Was bedeutet Wasserhaushalt im Boden?

Der Wasserhaushalt beschreibt, wie ein Boden Wasser aufnehmen, speichern, verteilen und wieder abgeben kann. Er gehört zu den wichtigsten Eigenschaften eines funktionierenden Gartenbodens.

Pflanzen benötigen Wasser nicht nur unmittelbar nach Regen oder Bewässerung, sondern auch über längere Zeiträume hinweg. Ein gesunder Wasserhaushalt sorgt dafür, dass ausreichend Feuchtigkeit verfügbar bleibt, ohne dass Staunässe entsteht.

Wie gut ein Boden Wasser speichern kann, hängt von mehreren Faktoren ab. Dazu gehören die Bodenart, die Bodenstruktur, der Humusgehalt und die biologische Aktivität im Boden.

Ist der Wasserhaushalt gestört, entstehen häufig Probleme. In sandigen Böden versickert Wasser oft zu schnell, während tonige Böden Wasser lange festhalten und dadurch zu Staunässe neigen können.

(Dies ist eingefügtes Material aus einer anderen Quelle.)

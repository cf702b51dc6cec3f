use chrono::NaiveDate;
use mongodb::bson::{doc, oid::ObjectId};
use serde::{Deserialize, Serialize};

use super::{
    action_item::{ActionItem, ActionItemOwner, ActionItemRequest},
    inspection::{InspectionAction, InspectionStatus},
    require_text,
    user::Actor,
};
use crate::{
    database::{assign_reference, Attachable, Env, Record, RecordStore, Sequence, UnitOfWork},
    error::{Error, Result},
    workflow::Lifecycle,
};

pub const COLLECTION: &str = "office_inspections";

#[derive(Debug, Clone, Copy, Default, PartialEq, Eq, Deserialize, Serialize)]
pub struct OfficeChecklist {
    pub fire_safety_ok: bool,
    pub emergency_exits_ok: bool,
    pub first_aid_ok: bool,
    pub electrical_safety_ok: bool,
    pub workspace_safety_ok: bool,
}

impl OfficeChecklist {
    pub fn is_complete(&self) -> bool {
        self.fire_safety_ok
            && self.emergency_exits_ok
            && self.first_aid_ok
            && self.electrical_safety_ok
            && self.workspace_safety_ok
    }
}

#[derive(Debug, Clone, Deserialize, Serialize)]
pub struct OfficeInspection {
    #[serde(skip_serializing_if = "Option::is_none")]
    pub _id: Option<ObjectId>,
    #[serde(default)]
    version: i64,
    reference: String,
    pub inspection_date: NaiveDate,
    pub inspector_id: ObjectId,
    pub department_id: Option<ObjectId>,
    pub location: String,
    pub company_id: ObjectId,
    pub checklist: OfficeChecklist,
    pub notes: Option<String>,
    pub recommendation: Option<String>,
    pub attachment_ids: Vec<ObjectId>,
    status: InspectionStatus,
}
#[derive(Debug, Default, Deserialize, Serialize)]
pub struct OfficeInspectionRequest {
    pub reference: Option<String>,
    pub inspection_date: Option<NaiveDate>,
    pub inspector_id: Option<ObjectId>,
    pub department_id: Option<ObjectId>,
    pub location: String,
    #[serde(default)]
    pub checklist: OfficeChecklist,
    pub notes: Option<String>,
    pub recommendation: Option<String>,
}

impl Record for OfficeInspection {
    const COLLECTION: &'static str = COLLECTION;
    const NAME: &'static str = "OFFICE_INSPECTION";
    const SEQUENCE: Option<Sequence> = Some(Sequence::new("office.inspection", "OFI"));

    fn id(&self) -> Option<ObjectId> {
        self._id
    }
    fn version_mut(&mut self) -> &mut i64 {
        &mut self.version
    }
    fn validate(&self) -> Result<()> {
        require_text(Some(self.location.as_str()), "Please set the inspected location.")
    }
}

impl Attachable for OfficeInspection {
    fn company_id(&self) -> ObjectId {
        self.company_id
    }
    fn attachment_ids_mut(&mut self) -> &mut Vec<ObjectId> {
        &mut self.attachment_ids
    }
}

impl OfficeInspection {
    pub fn new(reference: String, actor: &Actor, request: OfficeInspectionRequest, today: NaiveDate) -> Self {
        let mut inspection: OfficeInspection = Self {
            _id: Some(ObjectId::new()),
            version: 0,
            reference,
            inspection_date: today,
            inspector_id: actor.user_id,
            department_id: None,
            location: String::new(),
            company_id: actor.company_id,
            checklist: OfficeChecklist::default(),
            notes: None,
            recommendation: None,
            attachment_ids: Vec::new(),
            status: InspectionStatus::Draft,
        };
        inspection.apply_request(request);
        inspection
    }

    pub fn apply_request(&mut self, request: OfficeInspectionRequest) {
        if let Some(inspection_date) = request.inspection_date {
            self.inspection_date = inspection_date;
        }
        if let Some(inspector_id) = request.inspector_id {
            self.inspector_id = inspector_id;
        }
        self.department_id = request.department_id;
        self.location = request.location;
        self.checklist = request.checklist;
        self.notes = request.notes;
        self.recommendation = request.recommendation;
    }

    pub fn reference(&self) -> &str {
        &self.reference
    }
    pub fn status(&self) -> InspectionStatus {
        self.status
    }

    pub fn run(&mut self, action: InspectionAction) -> Result<()> {
        let next: InspectionStatus = self.status.next(action)?;
        if action == InspectionAction::Complete && !self.checklist.is_complete() {
            return Err(Error::guard(
                "All safety checks must be completed before marking as done.",
            ));
        }
        self.status = next;
        Ok(())
    }

    pub async fn find_by_company(
        store: &dyn RecordStore,
        company_id: &ObjectId,
    ) -> Result<Vec<OfficeInspection>> {
        let mut inspections: Vec<OfficeInspection> =
            Self::find_many(store, doc! { "company_id": company_id }).await?;
        inspections.sort_by(|a, b| b.inspection_date.cmp(&a.inspection_date));
        Ok(inspections)
    }

    pub async fn create(
        env: &Env,
        actor: &Actor,
        mut request: OfficeInspectionRequest,
        today: NaiveDate,
    ) -> Result<OfficeInspection> {
        let reference: String = assign_reference::<Self>(env, request.reference.take()).await?;
        let inspection: OfficeInspection = OfficeInspection::new(reference, actor, request, today);

        let mut uow: UnitOfWork = UnitOfWork::new();
        uow.insert(&inspection)?;
        uow.commit(env.store()).await?;

        tracing::info!(reference = %inspection.reference, "office inspection created");
        Ok(inspection)
    }

    pub async fn update(
        env: &Env,
        _id: &ObjectId,
        request: OfficeInspectionRequest,
    ) -> Result<OfficeInspection> {
        let mut inspection: OfficeInspection = Self::get(env.store(), _id).await?;
        inspection.apply_request(request);

        let mut uow: UnitOfWork = UnitOfWork::new();
        uow.update(&mut inspection)?;
        uow.commit(env.store()).await?;
        Ok(inspection)
    }

    pub async fn apply(env: &Env, _id: &ObjectId, action: InspectionAction) -> Result<OfficeInspection> {
        let mut inspection: OfficeInspection = Self::get(env.store(), _id).await?;
        inspection.run(action)?;

        let mut uow: UnitOfWork = UnitOfWork::new();
        uow.update(&mut inspection)?;
        uow.commit(env.store()).await?;

        tracing::info!(reference = %inspection.reference, ?action, status = ?inspection.status, "office inspection updated");
        Ok(inspection)
    }

    pub async fn add_corrective_action(
        env: &Env,
        _id: &ObjectId,
        request: ActionItemRequest,
    ) -> Result<ActionItem> {
        let inspection: OfficeInspection = Self::get(env.store(), _id).await?;
        let item: ActionItem = ActionItem::new(
            ActionItemOwner::OfficeInspection,
            *_id,
            inspection.company_id,
            request,
        );
        item.save(env).await?;
        Ok(item)
    }
}

#[cfg(test)]
mod tests {
    use super::*;

    fn actor() -> Actor {
        Actor {
            user_id: ObjectId::new(),
            company_id: ObjectId::new(),
        }
    }
    fn today() -> NaiveDate {
        NaiveDate::from_ymd_opt(2024, 5, 20).unwrap()
    }
    fn request() -> OfficeInspectionRequest {
        OfficeInspectionRequest {
            location: "Third floor open space".to_string(),
            ..Default::default()
        }
    }

    #[test]
    fn completion_needs_every_check() {
        let mut inspection = OfficeInspection::new("OFI1".to_string(), &actor(), request(), today());
        inspection.run(InspectionAction::Start).unwrap();
        inspection.checklist = OfficeChecklist {
            fire_safety_ok: true,
            emergency_exits_ok: true,
            first_aid_ok: true,
            electrical_safety_ok: true,
            workspace_safety_ok: false,
        };
        assert!(inspection
            .run(InspectionAction::Complete)
            .unwrap_err()
            .is_guard_violation());
        assert_eq!(inspection.status(), InspectionStatus::InProgress);

        inspection.checklist.workspace_safety_ok = true;
        inspection.run(InspectionAction::Complete).unwrap();
        assert_eq!(inspection.status(), InspectionStatus::Done);
    }

    #[actix_web::test]
    async fn defaults_to_the_current_user_and_date() {
        let env = Env::memory();
        let actor = actor();
        let inspection = OfficeInspection::create(&env, &actor, request(), today()).await.unwrap();
        assert_eq!(inspection.inspector_id, actor.user_id);
        assert_eq!(inspection.inspection_date, today());
        assert_eq!(inspection.reference(), "OFI00001");
    }

    #[actix_web::test]
    async fn corrective_actions_belong_to_the_inspection() {
        let env = Env::memory();
        let inspection = OfficeInspection::create(&env, &actor(), request(), today()).await.unwrap();
        let _id = inspection._id.unwrap();
        OfficeInspection::add_corrective_action(
            &env,
            &_id,
            ActionItemRequest {
                name: "Clear blocked exit".to_string(),
                deadline: Some(today()),
                ..Default::default()
            },
        )
        .await
        .unwrap();
        let items = ActionItem::find_by_owner(env.store(), ActionItemOwner::OfficeInspection, &_id)
            .await
            .unwrap();
        assert_eq!(items.len(), 1);
        assert_eq!(items[0].company_id, inspection.company_id);
    }
}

Ein ausgeglichener Wasserhaushalt trägt dazu bei:

  • Pflanzen gleichmäßig mit Wasser zu versorgen
  • Trockenstress zu vermeiden
  • Staunässe vorzubeugen
  • das Bodenleben zu fördern
  • die Nährstoffverfügbarkeit zu verbessern

Der Wasserhaushalt steht deshalb in engem Zusammenhang mit nahezu allen wichtigen Bodenfunktionen und ist ein zentraler Faktor für gesundes Pflanzenwachstum.